▸ **WHAT IS EXPECTED**: Would you copy all lines in the data that contain the word "such"?

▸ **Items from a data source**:

▬▬▬▬▬▬▬▬▬▬

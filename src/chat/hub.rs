use std::collections::HashMap;
use std::sync::Arc;
use std::sync::atomic::{AtomicU64, Ordering};

use tokio::sync::mpsc;
use tokio::sync::mpsc::error::TrySendError;
use tokio_util::sync::CancellationToken;

use crate::config::ChatConfig;
use crate::error::{AppError, AppResult};

pub type ClientId = u64;

enum Command {
    Join {
        id: ClientId,
        outbound: mpsc::Sender<String>,
    },
    Leave {
        id: ClientId,
    },
    Broadcast {
        from: ClientId,
        text: String,
    },
}

/// A joined client: its id and the messages broadcast to it.
///
/// `messages` yields `None` once the hub drops the client or shuts down.
pub struct ChatSession {
    pub id: ClientId,
    pub messages: mpsc::Receiver<String>,
}

/// Handle to the chat actor. Cloning is cheap.
///
/// The actor task alone owns the connection set, so no lock is held while
/// fanning a message out.
#[derive(Clone)]
pub struct ChatHub {
    commands: mpsc::Sender<Command>,
    next_id: Arc<AtomicU64>,
    outbound_buffer: usize,
}

impl ChatHub {
    /// Spawn the hub actor; it runs until `shutdown` fires or every handle
    /// is dropped.
    pub fn start(config: &ChatConfig, shutdown: CancellationToken) -> Self {
        let (commands, receiver) = mpsc::channel(config.command_buffer.max(1));
        tokio::spawn(run_hub(receiver, shutdown));

        Self {
            commands,
            next_id: Arc::new(AtomicU64::new(1)),
            outbound_buffer: config.outbound_buffer.max(1),
        }
    }

    /// Register a new client and announce it to everyone, itself included
    pub async fn join(&self) -> AppResult<ChatSession> {
        let id = self.next_id.fetch_add(1, Ordering::Relaxed);
        let (outbound, messages) = mpsc::channel(self.outbound_buffer);
        self.send(Command::Join { id, outbound }).await?;
        Ok(ChatSession { id, messages })
    }

    /// Broadcast `text` from `from` with a wall-clock prefix
    pub async fn broadcast(&self, from: ClientId, text: impl Into<String>) -> AppResult<()> {
        self.send(Command::Broadcast {
            from,
            text: text.into(),
        })
        .await
    }

    pub async fn leave(&self, id: ClientId) -> AppResult<()> {
        self.send(Command::Leave { id }).await
    }

    async fn send(&self, command: Command) -> AppResult<()> {
        self.commands.send(command).await.map_err(|_| AppError::Internal {
            source: anyhow::anyhow!("chat hub is not running"),
        })
    }
}

async fn run_hub(mut commands: mpsc::Receiver<Command>, shutdown: CancellationToken) {
    let mut clients: HashMap<ClientId, mpsc::Sender<String>> = HashMap::new();

    loop {
        let command = tokio::select! {
            _ = shutdown.cancelled() => break,
            command = commands.recv() => command,
        };
        let Some(command) = command else {
            break;
        };

        match command {
            Command::Join { id, outbound } => {
                clients.insert(id, outbound);
                tracing::info!(client_id = id, clients = clients.len(), "Chat client joined");
                fan_out(&mut clients, format!("Client #{id} joined the chat"));
            }
            Command::Leave { id } => {
                if clients.remove(&id).is_some() {
                    tracing::info!(client_id = id, clients = clients.len(), "Chat client left");
                    fan_out(&mut clients, format!("Client #{id} left the chat"));
                }
            }
            Command::Broadcast { from, text } => {
                let at = jiff::Zoned::now().strftime("%H:%M:%S").to_string();
                fan_out(&mut clients, format!("[{at}] Client #{from}: {text}"));
            }
        }
    }

    tracing::debug!(clients = clients.len(), "Chat hub stopped");
}

/// Deliver `message` to every client without waiting. Clients whose buffer
/// is full or whose socket is gone are removed.
fn fan_out(clients: &mut HashMap<ClientId, mpsc::Sender<String>>, message: String) {
    clients.retain(|id, outbound| match outbound.try_send(message.clone()) {
        Ok(()) => true,
        Err(TrySendError::Full(_)) => {
            tracing::warn!(client_id = *id, "Dropping chat client with full buffer");
            false
        }
        Err(TrySendError::Closed(_)) => false,
    });
}
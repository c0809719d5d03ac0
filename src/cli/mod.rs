//! CLI module for quarry-rs
//!
//! Argument parsing, merging CLI overrides into the loaded configuration
//! and dispatching to the serve and migrate handlers.

pub mod config_merger;
pub mod executor;
pub mod handlers;
pub mod parser;
pub mod validation;

pub use config_merger::ConfigurationMerger;
pub use executor::execute_command;
pub use parser::{Backend, Cli, Commands, Environment, LogLevel};

use crate::config::settings::Settings;
use crate::logger::init_logger;

/// Load the configuration the CLI points at and apply its overrides
pub fn load_and_merge_config(cli: &Cli) -> anyhow::Result<Settings> {
    let merger = ConfigurationMerger::from_cli(cli)?;
    Ok(merger.merge_cli_args(cli)?)
}

pub fn init_logger_from_settings(settings: &Settings) -> anyhow::Result<()> {
    let logger_config = settings.logger.clone().into_logger_config()?;
    init_logger(logger_config)
}
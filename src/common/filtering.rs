//! Filter specifications.

use diesel::pg::Pg;
use diesel::prelude::*;

use crate::models::Item;
use crate::schema::items;

/// Optional constraints on an item query.
///
/// `None` fields impose nothing, so the default filter matches every row.
#[derive(Debug, Clone, Default, PartialEq, Eq)]
pub struct ItemFilter {
    /// Case-insensitive substring of the title
    pub title: Option<String>,
    pub is_active: Option<bool>,
}

impl ItemFilter {
    pub fn new() -> Self {
        Self::default()
    }

    pub fn with_title(mut self, title: impl Into<String>) -> Self {
        self.title = Some(title.into());
        self
    }

    pub fn with_is_active(mut self, is_active: bool) -> Self {
        self.is_active = Some(is_active);
        self
    }

    /// True when applying the filter cannot change a result set
    pub fn is_empty(&self) -> bool {
        self.title.is_none() && self.is_active.is_none()
    }

    /// Add `WHERE` clauses to a boxed items query
    pub fn apply<'a>(&self, mut query: items::BoxedQuery<'a, Pg>) -> items::BoxedQuery<'a, Pg> {
        if let Some(title) = &self.title {
            query = query.filter(items::title.ilike(contains_pattern(title)));
        }
        if let Some(is_active) = self.is_active {
            query = query.filter(items::is_active.eq(is_active));
        }
        query
    }

    /// In-process equivalent of [`ItemFilter::apply`]
    pub fn matches(&self, item: &Item) -> bool {
        let title_ok = self
            .title
            .as_ref()
            .is_none_or(|needle| item.title.to_lowercase().contains(&needle.to_lowercase()));
        let active_ok = self.is_active.is_none_or(|flag| item.is_active == flag);
        title_ok && active_ok
    }
}

/// `%needle%` with LIKE wildcards in the needle escaped, so user input is
/// matched literally.
fn contains_pattern(needle: &str) -> String {
    let mut pattern = String::with_capacity(needle.len() + 2);
    pattern.push('%');
    for c in needle.chars() {
        if matches!(c, '\\' | '%' | '_') {
            pattern.push('\\');
        }
        pattern.push(c);
    }
    pattern.push('%');
    pattern
}
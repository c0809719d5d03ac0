//! File storage under the configured upload directory.

use std::io::ErrorKind;
use std::path::{Path, PathBuf};

use anyhow::Context;
use jiff::Timestamp;
use tokio::fs;
use tokio::io::{AsyncWrite, AsyncWriteExt};

use crate::config::FilesConfig;
use crate::error::{AppError, AppResult};

/// Result of a successful upload
#[derive(Debug, Clone, PartialEq, Eq)]
pub struct StoredFile {
    /// Name the file was stored under, possibly with a `_N` suffix
    pub filename: String,
    pub size: u64,
    pub content_type: Option<String>,
}

/// A file present in the upload directory
#[derive(Debug, Clone, PartialEq, Eq)]
pub struct FileEntry {
    pub filename: String,
    pub size: u64,
    pub modified_at: Option<Timestamp>,
}

/// Flat file store: no subdirectories, names are single path components.
#[derive(Clone)]
pub struct FileService {
    upload_dir: PathBuf,
    max_upload_size: u64,
}

impl FileService {
    pub fn new(config: &FilesConfig) -> Self {
        Self {
            upload_dir: PathBuf::from(&config.upload_dir),
            max_upload_size: config.max_upload_size,
        }
    }

    pub fn upload_dir(&self) -> &Path {
        &self.upload_dir
    }

    pub fn max_upload_size(&self) -> u64 {
        self.max_upload_size
    }

    /// Create the upload directory if it is missing
    pub async fn ensure_upload_dir(&self) -> AppResult<()> {
        fs::create_dir_all(&self.upload_dir)
            .await
            .with_context(|| format!("Failed to create upload dir {}", self.upload_dir.display()))?;
        Ok(())
    }

    /// Fail with `PayloadTooLarge` once `size` passes the configured limit
    pub fn check_size(&self, size: u64) -> AppResult<()> {
        if size > self.max_upload_size {
            return Err(AppError::PayloadTooLarge {
                limit: self.max_upload_size,
            });
        }
        Ok(())
    }

    /// Store an upload.
    ///
    /// Directory components of `original_name` are discarded. An existing
    /// file is never overwritten: `report.pdf` becomes `report_1.pdf`,
    /// `report_2.pdf` and so on.
    pub async fn save(
        &self,
        original_name: &str,
        content_type: Option<String>,
        bytes: &[u8],
    ) -> AppResult<StoredFile> {
        let name = sanitize_name(original_name)
            .ok_or_else(|| AppError::bad_request("No filename provided"))?;
        self.check_size(bytes.len() as u64)?;

        let (stem, ext) = split_extension(&name);
        let mut candidate = name.clone();
        let mut counter = 1u32;

        let (file, path) = loop {
            let path = self.upload_dir.join(&candidate);
            match fs::OpenOptions::new()
                .write(true)
                .create_new(true)
                .open(&path)
                .await
            {
                Ok(file) => break (file, path),
                Err(e) if e.kind() == ErrorKind::AlreadyExists => {
                    candidate = format!("{stem}_{counter}{ext}");
                    counter += 1;
                }
                Err(e) => {
                    return Err(anyhow::Error::from(e)
                        .context(format!("Could not save file {candidate}"))
                        .into());
                }
            }
        };

        write_or_discard(file, &path, bytes)
            .await
            .with_context(|| format!("Could not save file {candidate}"))?;

        tracing::info!(filename = %candidate, size = bytes.len(), "File stored");

        Ok(StoredFile {
            filename: candidate,
            size: bytes.len() as u64,
            content_type,
        })
    }

    /// Regular files in the upload directory, sorted by name
    pub async fn list(&self) -> AppResult<Vec<FileEntry>> {
        let mut dir = fs::read_dir(&self.upload_dir)
            .await
            .with_context(|| format!("Failed to read {}", self.upload_dir.display()))?;

        let mut entries = Vec::new();
        while let Some(entry) = dir.next_entry().await.context("Failed to read dir entry")? {
            let metadata = entry.metadata().await.context("Failed to stat file")?;
            if !metadata.is_file() {
                continue;
            }
            entries.push(FileEntry {
                filename: entry.file_name().to_string_lossy().into_owned(),
                size: metadata.len(),
                modified_at: metadata
                    .modified()
                    .ok()
                    .and_then(|t| Timestamp::try_from(t).ok()),
            });
        }

        entries.sort_by(|a, b| a.filename.cmp(&b.filename));
        Ok(entries)
    }

    /// Contents of a stored file, `None` if it does not exist
    pub async fn read(&self, name: &str) -> AppResult<Option<Vec<u8>>> {
        let Some(path) = self.resolve(name) else {
            return Ok(None);
        };
        match fs::read(&path).await {
            Ok(bytes) => Ok(Some(bytes)),
            Err(e) if is_missing(&e) => Ok(None),
            Err(e) => Err(anyhow::Error::from(e)
                .context(format!("Could not read file {name}"))
                .into()),
        }
    }

    /// `false` when there was no such file
    pub async fn delete(&self, name: &str) -> AppResult<bool> {
        let Some(path) = self.resolve(name) else {
            return Ok(false);
        };
        match fs::remove_file(&path).await {
            Ok(()) => {
                tracing::info!(filename = name, "File deleted");
                Ok(true)
            }
            Err(e) if is_missing(&e) => Ok(false),
            Err(e) => Err(anyhow::Error::from(e)
                .context(format!("Could not delete file {name}"))
                .into()),
        }
    }

    /// Path for a client-supplied name, refusing anything that is not a
    /// single normal component.
    fn resolve(&self, name: &str) -> Option<PathBuf> {
        match sanitize_name(name) {
            Some(clean) if clean == name => Some(self.upload_dir.join(clean)),
            _ => None,
        }
    }
}

// A directory or a missing file both mean "no such file" to callers.
fn is_missing(error: &std::io::Error) -> bool {
    matches!(error.kind(), ErrorKind::NotFound | ErrorKind::IsADirectory)
}

/// Write `bytes` to a freshly created file, removing it again when the
/// write fails so no partial upload is left behind.
async fn write_or_discard<W>(mut writer: W, path: &Path, bytes: &[u8]) -> std::io::Result<()>
where
    W: AsyncWrite + Unpin,
{
    let written = async {
        writer.write_all(bytes).await?;
        writer.flush().await
    }
    .await;

    if let Err(e) = written {
        drop(writer);
        if let Err(cleanup) = fs::remove_file(path).await {
            tracing::warn!(path = %path.display(), error = %cleanup, "Could not remove partial upload");
        }
        return Err(e);
    }
    Ok(())
}

/// Last path component of a client file name, with both `/` and `\`
/// treated as separators. Control characters are dropped.
fn sanitize_name(name: &str) -> Option<String> {
    let last = name.rsplit(['/', '\\']).next()?;
    let cleaned: String = last.chars().filter(|c| !c.is_control()).collect();
    let cleaned = cleaned.trim();
    if cleaned.is_empty() || cleaned == "." || cleaned == ".." {
        return None;
    }
    Some(cleaned.to_string())
}

/// `("archive.tar", ".gz")`; dotfiles keep their leading dot in the stem.
fn split_extension(name: &str) -> (&str, &str) {
    match name.rfind('.') {
        Some(0) | None => (name, ""),
        Some(idx) => name.split_at(idx),
    }
}

#[cfg(test)]
mod tests {
    use super::*;
    use tempfile::TempDir;

    fn service(dir: &TempDir, max: u64) -> FileService {
        FileService::new(&FilesConfig {
            upload_dir: dir.path().to_string_lossy().into_owned(),
            max_upload_size: max,
        })
    }

    #[test]
    fn test_sanitize_name() {
        assert_eq!(sanitize_name("report.pdf").as_deref(), Some("report.pdf"));
        assert_eq!(sanitize_name("../../etc/passwd").as_deref(), Some("passwd"));
        assert_eq!(sanitize_name(r"C:\Users\me\notes.txt").as_deref(), Some("notes.txt"));
        assert_eq!(sanitize_name(""), None);
        assert_eq!(sanitize_name("dir/"), None);
        assert_eq!(sanitize_name(".."), None);
        assert_eq!(sanitize_name("bad\r\nname.txt").as_deref(), Some("badname.txt"));
        assert_eq!(sanitize_name("\u{7}"), None);
    }

    struct FailingWriter;

    impl AsyncWrite for FailingWriter {
        fn poll_write(
            self: std::pin::Pin<&mut Self>,
            _cx: &mut std::task::Context<'_>,
            _buf: &[u8],
        ) -> std::task::Poll<std::io::Result<usize>> {
            std::task::Poll::Ready(Err(std::io::Error::other("disk full")))
        }

        fn poll_flush(
            self: std::pin::Pin<&mut Self>,
            _cx: &mut std::task::Context<'_>,
        ) -> std::task::Poll<std::io::Result<()>> {
            std::task::Poll::Ready(Ok(()))
        }

        fn poll_shutdown(
            self: std::pin::Pin<&mut Self>,
            _cx: &mut std::task::Context<'_>,
        ) -> std::task::Poll<std::io::Result<()>> {
            std::task::Poll::Ready(Ok(()))
        }
    }

    #[tokio::test]
    async fn test_failed_write_removes_partial_file() {
        let dir = TempDir::new().unwrap();
        let path = dir.path().join("partial.bin");
        fs::write(&path, b"half").await.unwrap();

        let result = write_or_discard(FailingWriter, &path, b"payload").await;

        assert!(result.is_err());
        assert!(!path.exists());
    }

    #[test]
    fn test_split_extension() {
        assert_eq!(split_extension("report.pdf"), ("report", ".pdf"));
        assert_eq!(split_extension("archive.tar.gz"), ("archive.tar", ".gz"));
        assert_eq!(split_extension("README"), ("README", ""));
        assert_eq!(split_extension(".env"), (".env", ""));
    }

    #[tokio::test]
    async fn test_save_and_read_back() {
        let dir = TempDir::new().unwrap();
        let files = service(&dir, 1024);

        let stored = files
            .save("hello.txt", Some("text/plain".to_string()), b"hello")
            .await
            .unwrap();
        assert_eq!(stored.filename, "hello.txt");
        assert_eq!(stored.size, 5);
        assert_eq!(stored.content_type.as_deref(), Some("text/plain"));

        let bytes = files.read("hello.txt").await.unwrap();
        assert_eq!(bytes.as_deref(), Some(&b"hello"[..]));
    }

    #[tokio::test]
    async fn test_collisions_get_numbered_suffix() {
        let dir = TempDir::new().unwrap();
        let files = service(&dir, 1024);

        let first = files.save("a.txt", None, b"1").await.unwrap();
        let second = files.save("a.txt", None, b"2").await.unwrap();
        let third = files.save("a.txt", None, b"3").await.unwrap();

        assert_eq!(first.filename, "a.txt");
        assert_eq!(second.filename, "a_1.txt");
        assert_eq!(third.filename, "a_2.txt");
        assert_eq!(files.read("a.txt").await.unwrap().as_deref(), Some(&b"1"[..]));
    }

    #[tokio::test]
    async fn test_oversized_upload_is_rejected() {
        let dir = TempDir::new().unwrap();
        let files = service(&dir, 4);

        let result = files.save("big.bin", None, b"12345").await;
        assert!(matches!(result, Err(AppError::PayloadTooLarge { limit: 4 })));
        assert!(files.list().await.unwrap().is_empty());
    }

    #[tokio::test]
    async fn test_missing_filename_is_bad_request() {
        let dir = TempDir::new().unwrap();
        let files = service(&dir, 1024);

        let result = files.save("", None, b"x").await;
        assert!(matches!(result, Err(AppError::BadRequest { .. })));
    }

    #[tokio::test]
    async fn test_list_and_delete() {
        let dir = TempDir::new().unwrap();
        let files = service(&dir, 1024);
        files.save("b.txt", None, b"bb").await.unwrap();
        files.save("a.txt", None, b"a").await.unwrap();
        std::fs::create_dir(dir.path().join("nested")).unwrap();

        let listed = files.list().await.unwrap();
        let names: Vec<_> = listed.iter().map(|f| f.filename.as_str()).collect();
        assert_eq!(names, ["a.txt", "b.txt"]);
        assert_eq!(listed[1].size, 2);
        assert!(listed[0].modified_at.is_some());

        assert!(files.delete("a.txt").await.unwrap());
        assert!(!files.delete("a.txt").await.unwrap());
    }

    #[tokio::test]
    async fn test_traversal_names_are_not_found() {
        let dir = TempDir::new().unwrap();
        let files = service(&dir, 1024);

        assert_eq!(files.read("../secret").await.unwrap(), None);
        assert!(!files.delete("nested/../../x").await.unwrap());
        assert_eq!(files.read("nope.txt").await.unwrap(), None);
    }

    #[tokio::test]
    async fn test_ensure_upload_dir_creates_nested_path() {
        let dir = TempDir::new().unwrap();
        let nested = dir.path().join("a").join("b");
        let files = FileService::new(&FilesConfig {
            upload_dir: nested.to_string_lossy().into_owned(),
            max_upload_size: 10,
        });

        files.ensure_upload_dir().await.unwrap();
        assert!(nested.is_dir());
    }
}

▬▬▬▬▬▬▬▬▬▬

▸ **TASK SOLUTION**:
    /// `false` when there was no such file
// A directory or a missing file both mean "no such file" to callers.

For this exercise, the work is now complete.